Fig 2. Examples of queen triggerfish sagittal otoliths and comparison between dorsal spine section and sagittal otolith from the same sample.

A. Left intact sagittal otolith of a queen triggerfish from a male caught in Puerto Rico (354 mm FL) with 9 increments. B. Left intact sagittal otolith from a male caught in St. Croix (362 mm FL) with 11 increments. C and D. First dorsal spine section (C) and left sagittal otolith (D) with increments indicated on each for a male from St. Thomas (352 mm FL); the spine-based estimated age was 8 y and the otolith estimated age was 14 y.

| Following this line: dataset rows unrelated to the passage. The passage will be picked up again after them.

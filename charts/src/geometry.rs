//! Plot geometry for area charts: scales, axis ticks, and smoothed paths.
//!
//! DESIGN
//! ======
//! Coordinates are in SVG user units of a fixed-width view box. The X axis is
//! categorical (one slot per merged row, first and last rows on the plot
//! edges); the Y axis is fixed to the percentage domain `[0, 100]`. Curves
//! use monotone cubic interpolation in screen space so a smoothed line never
//! overshoots its samples.

use std::fmt::Write as _;

use crate::ChartRow;

#[cfg(test)]
#[path = "geometry_test.rs"]
mod geometry_test;

pub const VIEW_WIDTH: f64 = 600.0;
pub const Y_DOMAIN_MAX: f64 = 100.0;
pub const Y_TICKS: [f64; 5] = [0.0, 25.0, 50.0, 75.0, 100.0];
/// Minimum free space between neighbouring X tick labels.
pub const MIN_TICK_GAP: f64 = 40.0;
/// Approximate advance width of one tick-label character at 10px.
pub const TICK_CHAR_WIDTH: f64 = 6.0;

#[derive(Clone, Copy, Debug, PartialEq)]
pub struct Margin {
    pub top: f64,
    pub right: f64,
    pub bottom: f64,
    pub left: f64,
}

pub const DEFAULT_MARGIN: Margin = Margin { top: 10.0, right: 10.0, bottom: 24.0, left: 36.0 };

/// A projected sample.
#[derive(Clone, Copy, Debug, PartialEq)]
pub struct PlotPoint {
    pub index: usize,
    pub x: f64,
    pub y: f64,
}

#[derive(Clone, Debug, PartialEq)]
pub struct AxisTick {
    pub position: f64,
    pub label: String,
}

/// Contiguous run of samples for one series, with its stroke and fill paths.
#[derive(Clone, Debug, PartialEq)]
pub struct SeriesSegment {
    pub points: Vec<PlotPoint>,
    pub line: String,
    pub area: String,
}

/// Chart frame of a given pixel size.
#[derive(Clone, Copy, Debug, PartialEq)]
pub struct ChartLayout {
    pub width: f64,
    pub height: f64,
    pub margin: Margin,
}

impl ChartLayout {
    #[must_use]
    pub fn new(width: f64, height: f64) -> Self {
        Self { width, height, margin: DEFAULT_MARGIN }
    }

    #[must_use]
    pub fn plot_left(&self) -> f64 {
        self.margin.left
    }

    #[must_use]
    pub fn plot_right(&self) -> f64 {
        (self.width - self.margin.right).max(self.plot_left())
    }

    #[must_use]
    pub fn plot_top(&self) -> f64 {
        self.margin.top
    }

    #[must_use]
    pub fn plot_bottom(&self) -> f64 {
        (self.height - self.margin.bottom).max(self.plot_top())
    }

    #[must_use]
    pub fn plot_width(&self) -> f64 {
        self.plot_right() - self.plot_left()
    }

    /// X position of row `index` out of `count` rows.
    #[must_use]
    #[allow(clippy::cast_precision_loss)]
    pub fn x_at(&self, index: usize, count: usize) -> f64 {
        if count <= 1 {
            return self.plot_left() + self.plot_width() / 2.0;
        }
        self.plot_left() + self.plot_width() * (index as f64) / ((count - 1) as f64)
    }

    /// Distance between neighbouring row slots.
    #[must_use]
    #[allow(clippy::cast_precision_loss)]
    pub fn slot_width(&self, count: usize) -> f64 {
        if count <= 1 {
            return self.plot_width();
        }
        self.plot_width() / ((count - 1) as f64)
    }

    /// Y position of `value`, clamped into the `[0, 100]` domain.
    #[must_use]
    pub fn y_at(&self, value: f64) -> f64 {
        let v = if value.is_finite() { value.clamp(0.0, Y_DOMAIN_MAX) } else { 0.0 };
        self.plot_bottom() - (self.plot_bottom() - self.plot_top()) * (v / Y_DOMAIN_MAX)
    }

    #[must_use]
    pub fn y_ticks(&self) -> Vec<AxisTick> {
        Y_TICKS
            .iter()
            .map(|v| AxisTick { position: self.y_at(*v), label: format!("{v}") })
            .collect()
    }

    /// X axis ticks, thinned so labels keep [`MIN_TICK_GAP`] between them.
    #[must_use]
    pub fn x_ticks(&self, rows: &[ChartRow]) -> Vec<AxisTick> {
        let count = rows.len();
        if count == 0 {
            return Vec::new();
        }
        let stride = tick_stride(rows, self.slot_width(count));
        rows.iter()
            .enumerate()
            .filter(|(i, _)| i % stride == 0)
            .map(|(i, row)| AxisTick { position: self.x_at(i, count), label: row.time.clone() })
            .collect()
    }

    /// Hover band `(x0, x1)` for row `index`, split halfway between slots.
    #[must_use]
    pub fn hover_band(&self, index: usize, count: usize) -> (f64, f64) {
        if count <= 1 {
            return (self.plot_left(), self.plot_right());
        }
        let half = self.slot_width(count) / 2.0;
        let x = self.x_at(index, count);
        ((x - half).max(self.plot_left()), (x + half).min(self.plot_right()))
    }

    /// Project the samples of `key`, split at rows where the series has no
    /// value so gaps stay visible.
    #[must_use]
    pub fn series_segments(&self, rows: &[ChartRow], key: &str) -> Vec<SeriesSegment> {
        let count = rows.len();
        let mut runs: Vec<Vec<PlotPoint>> = Vec::new();
        let mut current: Vec<PlotPoint> = Vec::new();
        for (index, row) in rows.iter().enumerate() {
            match row.value(key) {
                Some(v) => current.push(PlotPoint { index, x: self.x_at(index, count), y: self.y_at(v) }),
                None => {
                    if !current.is_empty() {
                        runs.push(std::mem::take(&mut current));
                    }
                }
            }
        }
        if !current.is_empty() {
            runs.push(current);
        }

        let baseline = self.plot_bottom();
        runs.into_iter()
            .map(|points| {
                let line = monotone_path(&points);
                let area = area_path(&points, baseline);
                SeriesSegment { points, line, area }
            })
            .collect()
    }
}

/// Smallest stride whose label spacing leaves at least [`MIN_TICK_GAP`].
#[allow(clippy::cast_precision_loss, clippy::cast_possible_truncation, clippy::cast_sign_loss)]
fn tick_stride(rows: &[ChartRow], slot: f64) -> usize {
    let widest = rows.iter().map(|r| r.time.chars().count()).max().unwrap_or(0) as f64;
    let needed = widest * TICK_CHAR_WIDTH + MIN_TICK_GAP;
    if slot <= 0.0 {
        return rows.len().max(1);
    }
    ((needed / slot).ceil() as usize).max(1)
}

fn sign(v: f64) -> f64 {
    if v < 0.0 { -1.0 } else { 1.0 }
}

/// Tangents for monotone cubic interpolation (Steffen's method).
fn monotone_tangents(points: &[PlotPoint]) -> Vec<f64> {
    let n = points.len();
    let mut tangents = vec![0.0; n];
    if n < 2 {
        return tangents;
    }
    let slopes = points
        .windows(2)
        .map(|w| {
            let h = w[1].x - w[0].x;
            if h == 0.0 { 0.0 } else { (w[1].y - w[0].y) / h }
        })
        .collect::<Vec<_>>();

    if n == 2 {
        tangents[0] = slopes[0];
        tangents[1] = slopes[0];
        return tangents;
    }

    for i in 1..n - 1 {
        let h0 = points[i].x - points[i - 1].x;
        let h1 = points[i + 1].x - points[i].x;
        let (s0, s1) = (slopes[i - 1], slopes[i]);
        let p = if h0 + h1 == 0.0 { 0.0 } else { (s0 * h1 + s1 * h0) / (h0 + h1) };
        tangents[i] = (sign(s0) + sign(s1)) * s0.abs().min(s1.abs()).min(0.5 * p.abs());
    }
    tangents[0] = (3.0 * slopes[0] - tangents[1]) / 2.0;
    tangents[n - 1] = (3.0 * slopes[n - 2] - tangents[n - 2]) / 2.0;
    tangents
}

/// SVG path through `points`: a move for one point, a straight line for two,
/// monotone cubic segments otherwise.
#[must_use]
pub fn monotone_path(points: &[PlotPoint]) -> String {
    let Some(first) = points.first() else {
        return String::new();
    };
    let mut d = format!("M{:.2},{:.2}", first.x, first.y);
    if points.len() == 2 {
        let _ = write!(d, "L{:.2},{:.2}", points[1].x, points[1].y);
        return d;
    }
    let tangents = monotone_tangents(points);
    for i in 0..points.len().saturating_sub(1) {
        let (a, b) = (points[i], points[i + 1]);
        let dx = (b.x - a.x) / 3.0;
        let _ = write!(
            d,
            "C{:.2},{:.2},{:.2},{:.2},{:.2},{:.2}",
            a.x + dx,
            a.y + dx * tangents[i],
            b.x - dx,
            b.y - dx * tangents[i + 1],
            b.x,
            b.y
        );
    }
    d
}

/// Closed fill path: the smoothed line followed by a return along `baseline`.
#[must_use]
pub fn area_path(points: &[PlotPoint], baseline: f64) -> String {
    let (Some(first), Some(last)) = (points.first(), points.last()) else {
        return String::new();
    };
    let mut d = monotone_path(points);
    let _ = write!(d, "L{:.2},{baseline:.2}L{:.2},{baseline:.2}Z", last.x, first.x);
    d
}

The dorsal spine was processed for ageing according to the methods described in Shervette et al. [14] and Kelly-Stormer et al. [52]. A detailed protocol is publicly available in The spine increment count for a sample was determined by examining the dorsal spine section using a stereomicroscope with transmitted light at a magnification of 10-25x. Without knowledge of date-of-collection, fish size, or sex, a reader identified and enumerated the patterns of alternating opaque (faster-growing) and translucent (slower-growing) zones on the dorsal spine section [14]. The total number of increments was equal to the number of translucent zones on a spine (Fig 2). A portion of spine sections was read independently by a second reader and APE was calculated to assess between-reader precision. When a disagreement in increment count occurred for a sample, the two readers examined the spine section together and obtained a consensus increment estimate [52]. Final increment counts (age estimates) from otoliths and dorsal spine sections were compared using an age bias plot [14]. Translucent zone formation for a portion of queen triggerfish from our study was previously determined in Thomas [61] to peak in May. This differed from peak spawning documented from our queen triggerfish samples [17] so fractional ages were not computed for spines.

Age estimation validation

Many studies have used otolith cores from fishes for age validation via bomb radiocarbon. However, obtaining Δ14C for the birth (hatch) year of a fish via extraction and analysis of otolith core material is not an option for triggerfish otoliths because they are small, fragile, and morphologically inhospitable to precise extraction of core material (Fig 2). Several studies recently demonstrated that eye lens cores of fishes contain archived organic-based chemical signatures from early life [47, 49, 62, 63] and have been successfully used to determine the radiocarbon signature a fish experiences in early life which enabled age estimation [44] and age validation for several marine fishes [43, 50]. Furthermore, a recent study documented that the Δ14C signatures of lens and otolith cores were equivalent for several shallow water GOM reef fish species [42]. To establish the target diameter of the eye lens core region that represented the first year of life (hereafter referred to as “core”), we randomly selected 10 queen triggerfish samples, and from the left eyes extracted the whole lens, then allowed the lenses to fully dry. Next, we embedded eye lenses in epoxy resin and once fully hardened, used a low-speed saw with a diamond-edge blade to obtained two thin cross-sections through the center of the lens (~0.5 mm width). Then, we obtained digital images of the lens sections using a camera-stereo microscope system (Fig 3) and measured the diameter of the pearl-like inner core and of the first concentric fracture ring after the inner core for each lens (Fig 3). The mean diameter of the inner core and first concentric ring for the 10 lens samples was 512 μm (32.4 SD) and 1483 μm (103.4 SD), respectively. The first concentric fracture ring mean diameter was similar to the diameter of dried whole eye lenses obtained from the two otolith-aged 1-year old queen triggerfish samples from which we had collected eyes (1510 and 1641 μm). We concluded that a diameter of 1483 μm (~1.5 mm) represented the first year of life for a queen triggerfish and utilized it as the target size for the core regions of the Δ14C queen triggerfish validation samples.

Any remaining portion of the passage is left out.